« Il n'y a pas de plus grand poète.
Il y a la poésie. »

Paul Fort (Canzone du vrai de vrai / Portraits sur le sable)

Le prisonnier

 

 

 

 

 

Dans la nuit    je m’éveille   mais personne —

Le chien surpris se met à aboyer      soudain

Prêt à bondir à la hauteur de tous les sommeils

Toutes les oreilles sont dans leurs lits

Et les lits sont dans les nuages

 

Tremblant de solitude se débattent les dents

Bondissent pour retomber désespérés les cris

A chaque fois me voilà qui glisse un peu plus hors du lit

 

Mes yeux sont deux trous jumeaux perforés dans le mur

Les rêves sur le bureau se congèlent en flammes de phosphore

Au ciel rougeoie le scintillement des étoiles

Sur terre hurlent tristement les chiens

        (de quel endroit ?     cet écho qui revient faiblement)

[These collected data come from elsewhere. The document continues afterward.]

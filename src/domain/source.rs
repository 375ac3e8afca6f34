use nostr_sdk::prelude::*;
use serde::{Deserialize, Serialize};

use crate::domain::{
    error::FeedError,
    item::{FeedItem, Vote},
};

/// Everything a data source reports for one query at a point in time
///
/// `items` is append-only across successive loads. `votes`, `hidden` and
/// `targets` are only populated for local-account queries, `latest_known_id`
/// only for author queries. `targets` carries the items referenced by votes
/// and hides as far as the source has fetched them; they may be authored by
/// anyone.
#[derive(Debug, Clone, Default, PartialEq, Eq, Serialize, Deserialize)]
pub struct SourceSnapshot {
    #[serde(default)]
    pub items: Vec<FeedItem>,
    #[serde(default)]
    pub votes: Vec<Vote>,
    #[serde(default)]
    pub hidden: Vec<EventId>,
    #[serde(default)]
    pub targets: Vec<FeedItem>,
    #[serde(default)]
    pub has_more: bool,
    #[serde(default)]
    pub error: Option<FeedError>,
    #[serde(default)]
    pub latest_known_id: Option<EventId>,
}

impl SourceSnapshot {
    pub fn with_items(items: Vec<FeedItem>, has_more: bool) -> Self {
        Self {
            items,
            has_more,
            ..Default::default()
        }
    }

    pub fn failed(error: FeedError) -> Self {
        Self {
            error: Some(error),
            ..Default::default()
        }
    }
}
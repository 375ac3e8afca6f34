use std::collections::HashSet;

use nostr_sdk::prelude::*;
use serde::{Deserialize, Serialize};

use crate::{
    core::{cmd::Cmd, msg::FeedMsg},
    domain::{
        collections::{HiddenSet, ItemSet},
        error::FeedError,
        item::{FeedItem, Vote},
        projection::{project_ids, resolve, FeedKind, ProjectionKey, RawFeed, SortMode},
        snapshot::{SnapshotKey, ViewportSnapshot},
        source::SourceSnapshot,
        subject::{FeedSubject, NavigationContext},
    },
};

mod error_gate;
mod pagination;
mod redirect;
mod selection;

pub use error_gate::{ErrorGate, ErrorVisibility};
pub use pagination::{has_more, visible_slice, ClientPager, StreamState, DEFAULT_PAGE_SIZE};
pub use redirect::RedirectGuard;
pub use selection::SelectionState;

/// Tunables shared by every feed instance
#[derive(Debug, Clone, Copy, PartialEq, Eq, Serialize, Deserialize)]
pub struct FeedSettings {
    /// Rows per page for client-paged feeds
    pub page_size: usize,
    /// Rows from the tail at which keyboard selection counts as reaching the end
    pub end_threshold: usize,
}

impl Default for FeedSettings {
    fn default() -> Self {
        Self {
            page_size: DEFAULT_PAGE_SIZE,
            end_threshold: 0,
        }
    }
}

/// Footer shown below the rows
#[derive(Debug, Clone, Copy, PartialEq, Eq, Serialize, Deserialize)]
pub enum Footer {
    None,
    /// More rows exist for the active adapter
    LoadingMore,
    /// Confirmed empty: no rows and nothing left to load
    NothingFound,
}

/// Page position of a client-paged feed
#[derive(Debug, Clone, Copy, PartialEq, Eq, Serialize, Deserialize)]
pub struct PageInfo {
    pub index: usize,
    pub has_previous: bool,
    pub has_next: bool,
}

/// Everything a renderer needs to draw one feed
#[derive(Debug, Clone, PartialEq)]
pub struct FeedView<'a> {
    pub rows: &'a [FeedItem],
    /// Size of the whole projection (all pages)
    pub total: usize,
    /// Ids on the current page whose item has not been delivered yet
    pub pending: usize,
    pub footer: Footer,
    /// Present only while the error gate is open
    pub error: Option<&'a FeedError>,
    pub page: Option<PageInfo>,
    pub selected: Option<usize>,
}

/// State of one mounted feed instance
///
/// Raw data from the source is kept as delivered; the active projection is
/// recomputed from it whenever the data or the projection key changes. The
/// projection is an id sequence; `rows` holds the resolved items of the part
/// currently rendered.
#[derive(Debug, Clone)]
pub struct FeedState {
    subject: FeedSubject,
    key: ProjectionKey,
    settings: FeedSettings,
    mounted: bool,

    items: ItemSet,
    targets: ItemSet,
    votes: Vec<Vote>,
    hidden: HiddenSet,
    ids: Vec<EventId>,
    rows: Vec<FeedItem>,

    stream: StreamState,
    pager: ClientPager,
    selection: SelectionState,
    error_gate: ErrorGate,
    redirect: RedirectGuard,
    logged_errors: HashSet<String>,
}

impl FeedState {
    pub fn new(navigation: NavigationContext, settings: FeedSettings) -> Self {
        Self {
            key: navigation.projection_key(),
            subject: navigation.subject,
            settings,
            mounted: false,
            items: ItemSet::new(),
            targets: ItemSet::new(),
            votes: Vec::new(),
            hidden: HiddenSet::new(),
            ids: Vec::new(),
            rows: Vec::new(),
            stream: StreamState::new(),
            pager: ClientPager::new(settings.page_size),
            selection: SelectionState::new(),
            error_gate: ErrorGate::new(),
            redirect: RedirectGuard::new(),
            logged_errors: HashSet::new(),
        }
    }

    pub fn subject(&self) -> &FeedSubject {
        &self.subject
    }

    pub fn projection_key(&self) -> ProjectionKey {
        self.key
    }

    pub fn feed_kind(&self) -> FeedKind {
        self.key.kind
    }

    pub fn sort_mode(&self) -> SortMode {
        self.key.sort
    }

    pub fn is_mounted(&self) -> bool {
        self.mounted
    }

    /// Key under which this feed's viewport is stored
    pub fn snapshot_key(&self) -> SnapshotKey {
        SnapshotKey::new(self.subject.clone(), self.key.sort)
    }

    /// Ids of the whole active projection (every page)
    pub fn projected_ids(&self) -> &[EventId] {
        &self.ids
    }

    /// Size of the whole active projection
    pub fn total(&self) -> usize {
        self.ids.len()
    }

    /// Rows currently rendered: the whole projection for streaming feeds, the
    /// resolved part of the current page for client-paged ones
    pub fn rows(&self) -> &[FeedItem] {
        &self.rows
    }

    pub fn pending(&self) -> usize {
        self.visible_ids().len().saturating_sub(self.rows.len())
    }

    /// Whether the active adapter has more to show
    ///
    /// Client-paged feeds hold their whole sequence already; only further
    /// pages count, never the upstream stream.
    pub fn has_more(&self) -> bool {
        if self.key.kind.is_client_paged() {
            self.pager.has_more(self.total())
        } else {
            self.stream.has_more()
        }
    }

    pub fn is_loading_more(&self) -> bool {
        self.stream.is_loading_more()
    }

    pub fn error_visibility(&self) -> ErrorVisibility {
        self.error_gate.visibility()
    }

    /// Last error reported by the source, whether shown or not
    pub fn source_error(&self) -> Option<&FeedError> {
        self.stream.error()
    }

    pub fn selected_index(&self) -> Option<usize> {
        self.selection.selected_index()
    }

    pub fn selected_item(&self) -> Option<&FeedItem> {
        self.rows().get(self.selection.selected_index()?)
    }

    pub fn footer(&self) -> Footer {
        if self.has_more() {
            Footer::LoadingMore
        } else if self.ids.is_empty() {
            Footer::NothingFound
        } else {
            Footer::None
        }
    }

    pub fn page_info(&self) -> Option<PageInfo> {
        self.key.kind.is_client_paged().then(|| PageInfo {
            index: self.pager.page_index(),
            has_previous: self.pager.has_previous(),
            has_next: self.pager.has_more(self.total()),
        })
    }

    pub fn view(&self) -> FeedView<'_> {
        FeedView {
            rows: self.rows(),
            total: self.total(),
            pending: self.pending(),
            footer: self.footer(),
            error: self.error_gate.shown_error(),
            page: self.page_info(),
            selected: self.selection.selected_index(),
        }
    }

    /// Feed-specific update function
    /// Returns: Generated commands
    pub fn update(&mut self, msg: FeedMsg) -> Vec<Cmd> {
        match msg {
            FeedMsg::Mounted => {
                self.mounted = true;
                vec![Cmd::RestoreViewport {
                    key: self.snapshot_key(),
                }]
            }

            FeedMsg::Unmounted => {
                self.mounted = false;
                vec![]
            }

            FeedMsg::SourceChanged(snapshot) => self.apply_source(snapshot),

            FeedMsg::Scrolled(snapshot) => self.save_viewport(snapshot),

            FeedMsg::ReachedEnd => self.request_more(),

            FeedMsg::SetFeedKind(kind) => {
                if kind == self.key.kind {
                    return vec![];
                }
                self.key.kind = kind;
                self.pager.reset();
                self.selection.deselect();
                self.refresh();
                vec![]
            }

            FeedMsg::SetSortMode(sort) => {
                if sort == self.key.sort {
                    return vec![];
                }
                self.key.sort = sort;
                self.pager.reset();
                self.selection.deselect();
                self.refresh();

                // Each sort mode keeps its own viewport
                if self.mounted {
                    vec![Cmd::RestoreViewport {
                        key: self.snapshot_key(),
                    }]
                } else {
                    vec![]
                }
            }

            FeedMsg::NextPage => {
                if self.key.kind.is_client_paged() && self.pager.next_page(self.total()) {
                    self.selection.deselect();
                    self.resolve_rows();
                }
                vec![]
            }

            FeedMsg::PreviousPage => {
                if self.key.kind.is_client_paged() && self.pager.previous_page() {
                    self.selection.deselect();
                    self.resolve_rows();
                }
                vec![]
            }

            FeedMsg::ScrollUp => {
                self.selection.scroll_up(self.rows().len());
                vec![]
            }

            FeedMsg::ScrollDown => {
                if self.selection.scroll_down(self.rows.len()) {
                    self.request_more_if_near_end()
                } else {
                    vec![]
                }
            }

            FeedMsg::ScrollToTop => {
                self.selection.select_first(self.rows().len());
                vec![]
            }

            FeedMsg::ScrollToBottom => {
                if self.selection.select_last(self.rows.len()) {
                    self.request_more_if_near_end()
                } else {
                    vec![]
                }
            }

            FeedMsg::Select(index) => {
                self.selection.select(index, self.rows().len());
                vec![]
            }

            FeedMsg::Deselect => {
                self.selection.deselect();
                vec![]
            }
        }
    }

    fn apply_source(&mut self, snapshot: SourceSnapshot) -> Vec<Cmd> {
        let SourceSnapshot {
            items,
            votes,
            hidden,
            targets,
            has_more,
            error,
            latest_known_id,
        } = snapshot;

        self.items = items.into_iter().collect();
        self.targets = targets.into_iter().collect();
        self.votes = votes;
        self.hidden = hidden.into_iter().collect();

        let mut cmds = vec![];

        if let Some(error) = &error {
            if self.logged_errors.insert(error.log_key()) {
                cmds.push(Cmd::LogError {
                    message: error.to_string(),
                });
            }
        }

        self.stream
            .apply(self.items.len(), has_more, error, latest_known_id);
        self.refresh();

        if self.subject.is_author() {
            if let Some(id) = self
                .redirect
                .check(self.subject.context(), self.stream.latest_known_id())
            {
                cmds.push(Cmd::NavigateTo { id });
            }
        }

        cmds
    }

    fn raw(&self) -> RawFeed<'_> {
        RawFeed {
            items: &self.items,
            targets: &self.targets,
            votes: &self.votes,
            hidden: &self.hidden,
        }
    }

    /// Ids rendered right now: the current page, or everything when streaming
    fn visible_ids(&self) -> &[EventId] {
        if self.key.kind.is_client_paged() {
            self.pager.visible_slice(&self.ids)
        } else {
            &self.ids
        }
    }

    fn resolve_rows(&mut self) {
        self.rows = resolve(self.raw(), self.visible_ids());
        self.selection.clamp(self.rows.len());
    }

    /// Recompute the projection and everything derived from it
    fn refresh(&mut self) {
        self.ids = project_ids(self.raw(), self.key);
        log::debug!(
            "Projected {} of {} items for {} ({}, {})",
            self.ids.len(),
            self.items.len(),
            self.subject,
            self.key.kind,
            self.key.sort
        );

        self.pager.clamp(self.ids.len());
        self.resolve_rows();
        self.error_gate.evaluate(self.stream.error(), self.ids.len());
    }

    fn save_viewport(&self, snapshot: ViewportSnapshot) -> Vec<Cmd> {
        if !self.mounted {
            log::debug!("Ignoring scroll for unmounted feed {}", self.subject);
            return vec![];
        }
        if snapshot.is_degenerate() {
            return vec![];
        }
        vec![Cmd::SaveSnapshot {
            key: self.snapshot_key(),
            snapshot,
        }]
    }

    /// One `LoadMore` per end-of-range notification on a streaming feed
    fn request_more(&mut self) -> Vec<Cmd> {
        if !self.mounted || self.key.kind.is_client_paged() || !self.stream.has_more() {
            return vec![];
        }
        self.stream.start_loading_more(self.items.len());
        vec![Cmd::LoadMore]
    }

    fn request_more_if_near_end(&mut self) -> Vec<Cmd> {
        if self
            .selection
            .is_near_end(self.rows.len(), self.settings.end_threshold)
        {
            self.request_more()
        } else {
            vec![]
        }
    }
}
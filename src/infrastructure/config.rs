use std::path::{Path, PathBuf};

use config::ConfigError;
use serde::Deserialize;

use crate::{core::state::FeedSettings, domain::projection::SortMode, utils};

const CONFIG: &str = include_str!("../../.config/config.json5");

#[derive(Clone, Debug, Deserialize, Default)]
pub struct AppConfig {
    #[serde(default)]
    pub _data_dir: PathBuf,
    #[serde(default)]
    pub _config_dir: PathBuf,
}

#[derive(Clone, Debug, PartialEq, Eq, Deserialize)]
pub struct FeedConfig {
    #[serde(default = "default_page_size")]
    pub page_size: usize,
    #[serde(default)]
    pub end_threshold: usize,
    #[serde(default)]
    pub default_sort: SortMode,
}

fn default_page_size() -> usize {
    FeedSettings::default().page_size
}

impl Default for FeedConfig {
    fn default() -> Self {
        Self {
            page_size: default_page_size(),
            end_threshold: 0,
            default_sort: SortMode::default(),
        }
    }
}

impl FeedConfig {
    pub fn settings(&self) -> FeedSettings {
        FeedSettings {
            page_size: self.page_size,
            end_threshold: self.end_threshold,
        }
    }
}

#[derive(Clone, Debug, Default, Deserialize)]
pub struct Config {
    #[serde(default, flatten)]
    pub config: AppConfig,
    #[serde(default)]
    pub feed: FeedConfig,
}

impl Config {
    /// Load the embedded defaults overlaid with the user's config file, if any
    pub fn new() -> Result<Self, ConfigError> {
        Self::from_dir(&utils::get_config_dir())
    }

    /// The embedded defaults alone
    pub fn defaults() -> Result<Self, ConfigError> {
        json5::from_str(CONFIG)
            .map_err(|e| ConfigError::Message(format!("Failed to load default config: {e}")))
    }

    pub fn from_dir(config_dir: &Path) -> Result<Self, ConfigError> {
        let data_dir = utils::get_data_dir();
        let mut builder = config::Config::builder()
            .set_default("_data_dir", data_dir.to_string_lossy().to_string())?
            .set_default("_config_dir", config_dir.to_string_lossy().to_string())?
            .add_source(config::File::from_str(CONFIG, config::FileFormat::Json5));

        let config_files = [
            ("config.json5", config::FileFormat::Json5),
            ("config.json", config::FileFormat::Json),
            ("config.yaml", config::FileFormat::Yaml),
            ("config.toml", config::FileFormat::Toml),
            ("config.ini", config::FileFormat::Ini),
        ];
        let mut found_config = false;
        for (file, format) in &config_files {
            builder = builder.add_source(
                config::File::from(config_dir.join(file))
                    .format(*format)
                    .required(false),
            );
            if config_dir.join(file).exists() {
                found_config = true
            }
        }
        if !found_config {
            log::info!(
                "No configuration file found in {}, using defaults",
                config_dir.display()
            );
        }

        let cfg: Self = builder.build()?.try_deserialize()?;

        if cfg.feed.page_size == 0 {
            return Err(ConfigError::Message(String::from(
                "feed.page_size must be at least 1",
            )));
        }

        Ok(cfg)
    }
}
//! Integration layer
//!
//! Connects the pure feed reducer to the host application's collaborators
//! and executes the commands it emits.

pub mod collaborators;
pub mod controller;

pub use collaborators::{FeedSource, Navigator, ViewportSurface};
pub use controller::FeedController;
//! Keyboard selection over the rendered rows

/// Selected row within the rows currently rendered by a feed
#[derive(Debug, Clone, Default)]
pub struct SelectionState {
    selected_index: Option<usize>,
}

impl SelectionState {
    pub fn new() -> Self {
        Self::default()
    }

    pub fn selected_index(&self) -> Option<usize> {
        self.selected_index
    }

    /// Select `index`, or clear the selection if it is out of bounds
    pub fn select(&mut self, index: usize, len: usize) {
        self.selected_index = (index < len).then_some(index);
    }

    pub fn deselect(&mut self) {
        self.selected_index = None;
    }

    /// Move up one row; selects the first row when nothing is selected
    pub fn scroll_up(&mut self, len: usize) {
        self.selected_index = match self.selected_index {
            Some(index) => Some(index.saturating_sub(1)),
            None if len > 0 => Some(0),
            None => None,
        };
    }

    /// Move down one row, stopping at the last one
    /// Returns: true if the selection moved
    pub fn scroll_down(&mut self, len: usize) -> bool {
        let previous = self.selected_index;
        self.selected_index = match previous {
            Some(index) if index + 1 < len => Some(index + 1),
            Some(index) => Some(index),
            None if len > 0 => Some(0),
            None => None,
        };
        self.selected_index != previous
    }

    pub fn select_first(&mut self, len: usize) {
        if len > 0 {
            self.selected_index = Some(0);
        }
    }

    /// Returns: true if the selection moved
    pub fn select_last(&mut self, len: usize) -> bool {
        let previous = self.selected_index;
        if len > 0 {
            self.selected_index = Some(len - 1);
        }
        self.selected_index != previous
    }

    /// Keep the selection inside a row list that may have shrunk
    pub fn clamp(&mut self, len: usize) {
        if let Some(index) = self.selected_index {
            self.selected_index = (len > 0).then(|| index.min(len - 1));
        }
    }

    /// Whether the selection sits within `threshold` rows of the tail
    pub fn is_near_end(&self, len: usize, threshold: usize) -> bool {
        match self.selected_index {
            Some(index) if len > 0 => index + threshold >= len - 1,
            _ => false,
        }
    }
}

Or moi je connais le secret

Dans la prison de mon cœur aussi reste enfermé un chien qui aboie

Le chien d’une VIE* insomniaque et blafarde

 

 

(1949)

 

 

* En français dans le texte

Miyoshi Toyoichirô (1920-1992)
Traduit du japonais par Yves-Marie Allioux
Illustration : Kitagawa Utamaro (1753-1806) Utamakura (Poème-oreiller) /Estampe érotique (shunga).